Monday, July 23, 2012

Back to where it all began

 The new Public Health group arrived in country early June.  I was asked to attend training and lead a couple sessions last week on HIV/AIDS and working with supervisors and counterparts.  I was psyched to get to meet the new trainees and to return to Loitokitok to visit my host family.  It was weirdly awesome to be back where it all began a year ago.

When I was trapesing the path to where I lived for my first 10 weeks in country and sinking in a foot of dust I was wondering if my then 6 year old brother, Jeremy, would remember me.  When I turned the corner to my street Jeremy and the neighbor kids were outside kicking a futbol made of plastic bags and twine.  It was just as I remembered.  Jeremy saw me and even though it had been a year and my hair had grown about 7 inches he shouted Sarah!  We shared a high 5 and I couldn’t have been happier that he knew who I was.  In fact the neighborhood kids recognized me as well - asking me to take their picture.  It was as if I hadn’t even left.  What’s funny is I now have pictures of the neighborhood crew doing almost the exact same poses from a year ago and now present. 
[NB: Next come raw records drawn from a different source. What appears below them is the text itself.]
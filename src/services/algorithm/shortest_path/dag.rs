//! 有向无环图上的单源最短路径
//!
//! 按拓扑序逐个顶点松弛出边，每条边只处理一次，允许负权边。

use std::collections::HashMap;

use super::lookup_distance;
use super::relaxer::{relax, DistanceRelaxer, ShortestDistanceRelaxer};
use super::visitor::ShortestPathVisitor;
use crate::core::{
    Algorithm, AlgorithmError, AlgorithmResult, Computation, ComputationHost, ComputationState,
    RootedAlgorithm, VertexSlot,
};
use crate::graph::{Graph, GraphEdge, IncidenceGraph};
use crate::services::algorithm::traversal::topological_sort::topological_order;
use crate::services::algorithm::traversal::GraphColor;

/// DAG 最短路径
///
/// 图中有环时运行失败并返回 `NonAcyclicGraph`。配合 `CriticalDistanceRelaxer`
/// 可以求关键路径。
pub struct DagShortestPath<'g, G: Graph, W, R = ShortestDistanceRelaxer> {
    graph: &'g G,
    computation: Computation,
    root: VertexSlot<G::Vertex>,
    weights: W,
    relaxer: R,
    distances: Option<HashMap<G::Vertex, f64>>,
    colors: HashMap<G::Vertex, GraphColor>,
}

impl<'g, G, W> DagShortestPath<'g, G, W, ShortestDistanceRelaxer>
where
    G: IncidenceGraph,
    W: Fn(&G::Edge) -> f64,
{
    pub fn new(graph: &'g G, weights: W) -> Self {
        Self::with_relaxer(graph, weights, ShortestDistanceRelaxer)
    }
}

impl<'g, G, W, R> DagShortestPath<'g, G, W, R>
where
    G: IncidenceGraph,
    W: Fn(&G::Edge) -> f64,
    R: DistanceRelaxer,
{
    pub fn with_relaxer(graph: &'g G, weights: W, relaxer: R) -> Self {
        Self {
            graph,
            computation: Computation::new(),
            root: VertexSlot::new(),
            weights,
            relaxer,
            distances: None,
            colors: HashMap::new(),
        }
    }

    pub fn sharing_cancellation(mut self, host: &Computation) -> Self {
        self.computation = Computation::sharing_cancellation(host);
        self
    }

    pub fn distance(&self, vertex: &G::Vertex) -> AlgorithmResult<f64> {
        lookup_distance(self.distances.as_ref(), vertex)
    }

    pub fn try_get_distance(&self, vertex: &G::Vertex) -> Option<f64> {
        let initial = self.relaxer.initial_distance();
        self.distance(vertex).ok().filter(|d| *d != initial)
    }

    pub fn distances(&self) -> AlgorithmResult<&HashMap<G::Vertex, f64>> {
        self.distances.as_ref().ok_or(AlgorithmError::NotComputed)
    }

    pub fn vertex_color(&self, vertex: &G::Vertex) -> Option<GraphColor> {
        self.colors.get(vertex).copied()
    }

    pub fn compute(&mut self) -> AlgorithmResult<ComputationState> {
        self.compute_with(&mut ())
    }
}

impl<G: Graph, W, R> ComputationHost for DagShortestPath<'_, G, W, R> {
    fn computation(&self) -> &Computation {
        &self.computation
    }
}

impl<G: Graph, W, R> RootedAlgorithm for DagShortestPath<'_, G, W, R> {
    type Vertex = G::Vertex;

    fn root_slot(&self) -> &VertexSlot<G::Vertex> {
        &self.root
    }

    fn root_slot_mut(&mut self) -> &mut VertexSlot<G::Vertex> {
        &mut self.root
    }

    fn contains_vertex(&self, vertex: &G::Vertex) -> bool {
        self.graph.contains_vertex(vertex)
    }
}

impl<G, W, R, O> Algorithm<O> for DagShortestPath<'_, G, W, R>
where
    G: IncidenceGraph,
    W: Fn(&G::Edge) -> f64,
    R: DistanceRelaxer,
    O: ShortestPathVisitor<G::Vertex, G::Edge>,
{
    fn initialize(&mut self, observer: &mut O) -> AlgorithmResult<()> {
        let initial = self.relaxer.initial_distance();
        let distances = self.distances.insert(HashMap::new());
        self.colors.clear();
        for vertex in self.graph.vertices() {
            distances.insert(vertex.clone(), initial);
            self.colors.insert(vertex.clone(), GraphColor::White);
            observer.initialize_vertex(vertex);
        }
        Ok(())
    }

    fn internal_compute(&mut self, observer: &mut O) -> AlgorithmResult<()> {
        let root = self.require_root()?;
        let graph = self.graph;
        let order = topological_order(graph, &self.computation)?;
        log::debug!(
            "DAG 最短路径开始, 根顶点: {:?}, 顶点数: {}",
            root,
            order.len()
        );

        let distances = self.distances.get_or_insert_with(HashMap::new);
        distances.insert(root.clone(), 0.0);
        self.colors.insert(root.clone(), GraphColor::Gray);
        observer.start_vertex(&root);
        observer.discover_vertex(&root);

        for vertex in &order {
            self.computation.throw_if_cancellation_requested()?;
            observer.examine_vertex(vertex);
            for edge in graph.out_edges(vertex) {
                let target = edge.target();
                if self.colors.get(target) == Some(&GraphColor::White) {
                    self.colors.insert(target.clone(), GraphColor::Gray);
                }
                observer.discover_vertex(target);
                let weight = (self.weights)(edge);
                if relax(distances, vertex, target, weight, &self.relaxer) {
                    observer.tree_edge(edge);
                } else {
                    observer.edge_not_relaxed(edge);
                }
            }
            self.colors.insert(vertex.clone(), GraphColor::Black);
            observer.finish_vertex(vertex);
        }
        Ok(())
    }
}
impl<V, E, O> DfsHandler<V, E> for Directed<'_, O>
where
    O: DfsVisitor<V, E> + ?Sized,
{
    fn initialize_vertex(&mut self, vertex: &V) -> AlgorithmResult<()> {
        self.0.initialize_vertex(vertex);
        Ok(())
    }
    fn start_vertex(&mut self, vertex: &V) -> AlgorithmResult<()> {
        self.0.start_vertex(vertex);
        Ok(())
    }
    fn discover_vertex(&mut self, vertex: &V) -> AlgorithmResult<()> {
        self.0.discover_vertex(vertex);
        Ok(())
    }
    fn examine_edge(&mut self, edge: &E, _reversed: bool) -> AlgorithmResult<()> {
        self.0.examine_edge(edge);
        Ok(())
    }
    fn tree_edge(&mut self, edge: &E, _reversed: bool) -> AlgorithmResult<()> {
        self.0.tree_edge(edge);
        Ok(())
    }
    fn back_edge(&mut self, edge: &E, _reversed: bool) -> AlgorithmResult<()> {
        self.0.back_edge(edge);
        Ok(())
    }
    fn forward_or_cross_edge(&mut self, edge: &E, _reversed: bool) -> AlgorithmResult<()> {
        self.0.forward_or_cross_edge(edge);
        Ok(())
    }
    fn finish_vertex(&mut self, vertex: &V) -> AlgorithmResult<()> {
        self.0.finish_vertex(vertex);
        Ok(())
    }
}
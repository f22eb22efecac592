//! 统一错误处理 for graphalgo
//!
//! ## 设计理念
//!
//! 1. **分类**：
//!    - 使用错误：缺少根顶点、顶点不在图中、负权边、在运行前读取结果
//!    - 结构性错误：负权环、欧拉增广失败、路径重建时找不到前驱
//!    - 取消：`Cancelled` 只作为控制流使用，由生命周期状态机捕获后转换为 `Aborted` 状态
//!
//! 2. **数据而非错误**：Bellman-Ford 的负权环标记、欧拉路径是否存在，都以结果数据返回，
//!    不在这里定义
//!
//! 3. **统一接口**：`AlgorithmResult<T>` 提供统一的返回类型，简化错误传播

use thiserror::Error;

/// 统一的算法错误类型
#[derive(Error, Debug, Clone, PartialEq)]
pub enum AlgorithmError {
    #[error("根顶点未设置")]
    RootNotSet,

    #[error("目标顶点未设置")]
    TargetNotSet,

    #[error("顶点不在图中: {0}")]
    VertexNotFound(String),

    #[error("边 {edge} 的权重为负: {weight}")]
    NegativeWeight { edge: String, weight: f64 },

    #[error("算法尚未运行，结果不可用")]
    NotComputed,

    #[error("算法正在运行，不能重复启动")]
    AlreadyRunning,

    #[error("图中存在负权环")]
    NegativeCycle,

    #[error("图中存在环，无法进行拓扑排序")]
    NonAcyclicGraph,

    #[error("欧拉路径增广失败: {0}")]
    EulerianAugmentation(String),

    #[error("路径重建失败，找不到前驱: {0}")]
    PredecessorNotFound(String),

    #[error("边类型 {0} 为零大小类型，无法按引用区分平行边")]
    ZeroSizedEdge(&'static str),

    #[error("服务未注册: {0}")]
    ServiceNotFound(&'static str),

    #[error("计算已取消")]
    Cancelled,
}

impl AlgorithmError {
    /// 由任意可调试的顶点构造 `VertexNotFound`
    pub fn vertex_not_found<V: std::fmt::Debug>(vertex: &V) -> Self {
        AlgorithmError::VertexNotFound(format!("{:?}", vertex))
    }

    /// 检查是否为取消信号
    pub fn is_cancellation(&self) -> bool {
        matches!(self, AlgorithmError::Cancelled)
    }
}

/// 统一的结果类型
pub type AlgorithmResult<T> = Result<T, AlgorithmError>;

#[cfg(test)]
mod tests {
    use super::*;

    #[test]
    fn test_error_display() {
        let err = AlgorithmError::NegativeWeight {
            edge: "1 -> 2".to_string(),
            weight: -1.5,
        };
        assert_eq!(err.to_string(), "边 1 -> 2 的权重为负: -1.5");
        assert_eq!(
            AlgorithmError::vertex_not_found(&42).to_string(),
            "顶点不在图中: 42"
        );
    }

    #[test]
    fn test_is_cancellation() {
        assert!(AlgorithmError::Cancelled.is_cancellation());
        assert!(!AlgorithmError::RootNotSet.is_cancellation());
    }

    #[test]
    fn test_question_mark_propagation() {
        fn inner() -> AlgorithmResult<()> {
            Err(AlgorithmError::NotComputed)
        }
        fn outer() -> AlgorithmResult<u32> {
            inner()?;
            Ok(1)
        }
        assert_eq!(outer(), Err(AlgorithmError::NotComputed));
    }
}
My mama and baba weren’t home that evening so I returned the next day.  However, that evening my baba called me and wanted to come and get me from the hotel PC had put me up in.  He told me that PC didn’t need to put me in a hotel.  When I was there I should stay with them because that is also my home.  The next couple days while I was in town I stopped by after the 9 hour training days for way too many cups of chai and some goat I choked down.  I couldn't get my mama to look at the camera or smile, but that's how you take pics in Kenya. 


I was glad for the opportunity to spend some time with my host family.  After all much credit goes to them for getting me started in Kenya.  Oh and I spent probably an hour with my neighbor girl Beth talking and catching up.  She was so much help teaching me Kiswahili.  She remains one of the coolest 12 year olds I know.  She visited with me while she did chores and cooked dinner for her grandmother and brother who were in the market selling vegetables. 


My first morning there I woke up to a picturesque view of Mount Kilimanjaro.   It never got old during training and I was looking forward to seeing it again.   It is on my top 10 of coolest things I have seen.  I count myself lucky to have had Kili as my view for 10 weeks of my life. 

Before I went to training I met up with some friends for the weekend for a birthday celebration of one of my PC besties.

It takes me a couple days to get to my site from LTK so I spent the night in Nairobi.  I had a hot shower and ate yummy food and decided to continue my treat-yo-self day.  My hair has grown pretty fast and well it's not as easy washing it in a bucket so I got up the courage to walk in a hair salon and ask if they could chop my hair off.  I had a picture with me and this dude that was a swanky L.L. Cool J look-a -like swore to me he could do it.  By that point it was too late for me to get out of the chair and leave.  His techniques didn’t exactly capture my hair from my picture but it’s cool I live in a village.  It had been over a year since I had been in a salon.  Most hair cutting places here are tiny metal shacks that you can stretch your arms out and reach both sides.  Also, no kidding they have sweet names like Cleaver Hair Salon.  So you can get a chop of meat and your hair did with the same knife.  They washed my hair with 3 different products.  I forgot how awesome that part is.  They were probably wondering why I hadn’t washed my hair in over a year. 

In 7 days I stayed in 4 different locations and traveled for 34 hours.  It felt great to be home and felt great that when I say home I mean Namboboto.  (Of course I still long for home home…America!)

I had chalk drawings on my stoop and a bouquet of weeds stuffed in my padlock from my village kids when I returned.  And of course it was only minutes before this little one came to give me a hug . 


1 comment:

  1. Thanks for trying to help us to see in a small way how people in the rest of the world outside the USA live. In small quarters; old taking care of very young; young taking care of younger; teen-age head of households; choose who eats today and who goes to school today. One set of identical twins in our church only had one set of clothes so they switched off going places (probably school too). Their mother and father were in final AIDS stages. Because father missed so much work (he brought home HIV from contacts at work) that they did not have enough money for food or school uniforms. The kids would not feel like going to school because they were hungry, so mother would start thrashing them to get them out the gate, then come to me and ask if God will forgive her for hitting her kids?
    Yes, Sarah, one has to shut down emotionally to survive a journey across this land of beautiful people, sons and daughters who look like Adam and Eve. But I am so glad you had the courage to go and love.